### WHAT YOU WILL DO
Write out the data that follows. Keep every character unchanged.
══════════
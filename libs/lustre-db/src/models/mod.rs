pub mod coupon;
pub mod order;
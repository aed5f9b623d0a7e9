use axum::extract::{Path, State};
use axum::http::StatusCode;
use axum::Json;
use serde::Deserialize;

use crate::handlers::error_response;
use crate::services::checkout_service::{CheckoutError, PlaceOrderRequest};
use crate::AppState;

fn checkout_error_response(e: CheckoutError) -> (StatusCode, Json<serde_json::Value>) {
    match e {
        CheckoutError::EmptyCart
        | CheckoutError::InvalidItem(_)
        | CheckoutError::Unserviceable(_)
        | CheckoutError::UnknownPaymentMethod(_)
        | CheckoutError::Coupon(_)
        | CheckoutError::SignatureMismatch => error_response(StatusCode::BAD_REQUEST, e.to_string()),
        CheckoutError::UnknownOrder => error_response(StatusCode::NOT_FOUND, e.to_string()),
        CheckoutError::Storage(e) => {
            tracing::error!("Checkout failed: {:#}", e);
            error_response(StatusCode::INTERNAL_SERVER_ERROR, "Internal error")
        }
    }
}

pub async fn place_order(
    State(state): State<AppState>,
    Json(payload): Json<PlaceOrderRequest>,
) -> Result<Json<serde_json::Value>, (StatusCode, Json<serde_json::Value>)> {
    let placed = state
        .checkout_service
        .place_order(&payload)
        .await
        .map_err(checkout_error_response)?;
    Ok(Json(serde_json::json!({ "success": true, "order": placed })))
}

#[derive(Debug, Deserialize)]
pub struct VerifyPaymentRequest {
    pub razorpay_order_id: String,
    pub razorpay_payment_id: String,
    pub razorpay_signature: String,
}

pub async fn verify_payment(
    State(state): State<AppState>,
    Json(payload): Json<VerifyPaymentRequest>,
) -> Result<Json<serde_json::Value>, (StatusCode, Json<serde_json::Value>)> {
    let order = state
        .checkout_service
        .verify_payment(
            &payload.razorpay_order_id,
            &payload.razorpay_payment_id,
            &payload.razorpay_signature,
        )
        .await
        .map_err(checkout_error_response)?;
    Ok(Json(serde_json::json!({ "success": true, "order": order })))
}

/// Order details with line items and the full shipment timeline.
pub async fn get_order(
    State(state): State<AppState>,
    Path(order_number): Path<String>,
) -> Result<Json<serde_json::Value>, (StatusCode, Json<serde_json::Value>)> {
    let order = state
        .orders
        .find_by_order_number(&order_number)
        .await
        .map_err(|e| {
            tracing::error!("Failed to fetch order {}: {:#}", order_number, e);
            error_response(StatusCode::INTERNAL_SERVER_ERROR, "Internal error")
        })?
        .ok_or_else(|| error_response(StatusCode::NOT_FOUND, "Order not found"))?;

    let items = state.orders.get_items(order.id).await.map_err(|e| {
        tracing::error!("Failed to fetch items for order {}: {:#}", order_number, e);
        error_response(StatusCode::INTERNAL_SERVER_ERROR, "Internal error")
    })?;
    let events = state.orders.get_events(order.id).await.map_err(|e| {
        tracing::error!("Failed to fetch events for order {}: {:#}", order_number, e);
        error_response(StatusCode::INTERNAL_SERVER_ERROR, "Internal error")
    })?;

    Ok(Json(serde_json::json!({
        "success": true,
        "order": order,
        "items": items,
        "events": events,
    })))
}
══════════
### ANSWER SPACE
filename libs/lustre-db/src/models/mod.rs
pub mod coupon;
pub mod order;
repository aed5f9b623d0a7e9
use axum::extract::{Path, State};
use axum::http::StatusCode;
use axum::Json;
use serde::Deserialize;

use crate::handlers::error_response;
use crate::services::checkout_service::{CheckoutError, PlaceOrderRequest};
use crate::AppState;

fn checkout_error_response(e: CheckoutError) -> (StatusCode, Json<serde_json::Value>) {
    match e {
        CheckoutError::EmptyCart
        | CheckoutError::InvalidItem(_)
        | CheckoutError::Unserviceable(_)
        | CheckoutError::UnknownPaymentMethod(_)
        | CheckoutError::Coupon(_)
        | CheckoutError::SignatureMismatch => error_response(StatusCode::BAD_REQUEST, e.to_string()),
        CheckoutError::UnknownOrder => error_response(StatusCode::NOT_FOUND, e.to_string()),
        CheckoutError::Storage(e) => {
            tracing::error!("Checkout failed: {:#}", e);
            error_response(StatusCode::INTERNAL_SERVER_ERROR, "Internal error")
        }
    }
}

pub async fn place_order(
    State(state): State<AppState>,
    Json(payload): Json<PlaceOrderRequest>,
) -> Result<Json<serde_json::Value>, (StatusCode, Json<serde_json::Value>)> {
    let placed = state
        .checkout_service
        .place_order(&payload)
        .await
        .map_err(checkout_error_response)?;
    Ok(Json(serde_json::json!({ "success": true, "order": placed })))
}

#[derive(Debug, Deserialize)]
pub struct VerifyPaymentRequest {
    pub razorpay_order_id: String,
    pub razorpay_payment_id: String,
    pub razorpay_signature: String,
}

pub async fn verify_payment(
    State(state): State<AppState>,
    Json(payload): Json<VerifyPaymentRequest>,
) -> Result<Json<serde_json::Value>, (StatusCode, Json<serde_json::Value>)> {
    let order = state
        .checkout_service
        .verify_payment(
            &payload.razorpay_order_id,
            &payload.razorpay_payment_id,
            &payload.razorpay_signature,
        )
        .await
        .map_err(checkout_error_response)?;
    Ok(Json(serde_json::json!({ "success": true, "order": order })))
}

/// Order details with line items and the full shipment timeline.
pub async fn get_order(
    State(state): State<AppState>,
    Path(order_number): Path<String>,
) -> Result<Json<serde_json::Value>, (StatusCode, Json<serde_json::Value>)> {
    let order = state
        .orders
        .find_by_order_number(&order_number)
        .await
        .map_err(|e| {
            tracing::error!("Failed to fetch order {}: {:#}", order_number, e);
            error_response(StatusCode::INTERNAL_SERVER_ERROR, "Internal error")
        })?
        .ok_or_else(|| error_response(StatusCode::NOT_FOUND, "Order not found"))?;

    let items = state.orders.get_items(order.id).await.map_err(|e| {
        tracing::error!("Failed to fetch items for order {}: {:#}", order_number, e);
        error_response(StatusCode::INTERNAL_SERVER_ERROR, "Internal error")
    })?;
    let events = state.orders.get_events(order.id).await.map_err(|e| {
        tracing::error!("Failed to fetch events for order {}: {:#}", order_number, e);
        error_response(StatusCode::INTERNAL_SERVER_ERROR, "Internal error")
    })?;

    Ok(Json(serde_json::json!({
        "success": true,
        "order": order,
        "items": items,
        "events": events,
    })))
}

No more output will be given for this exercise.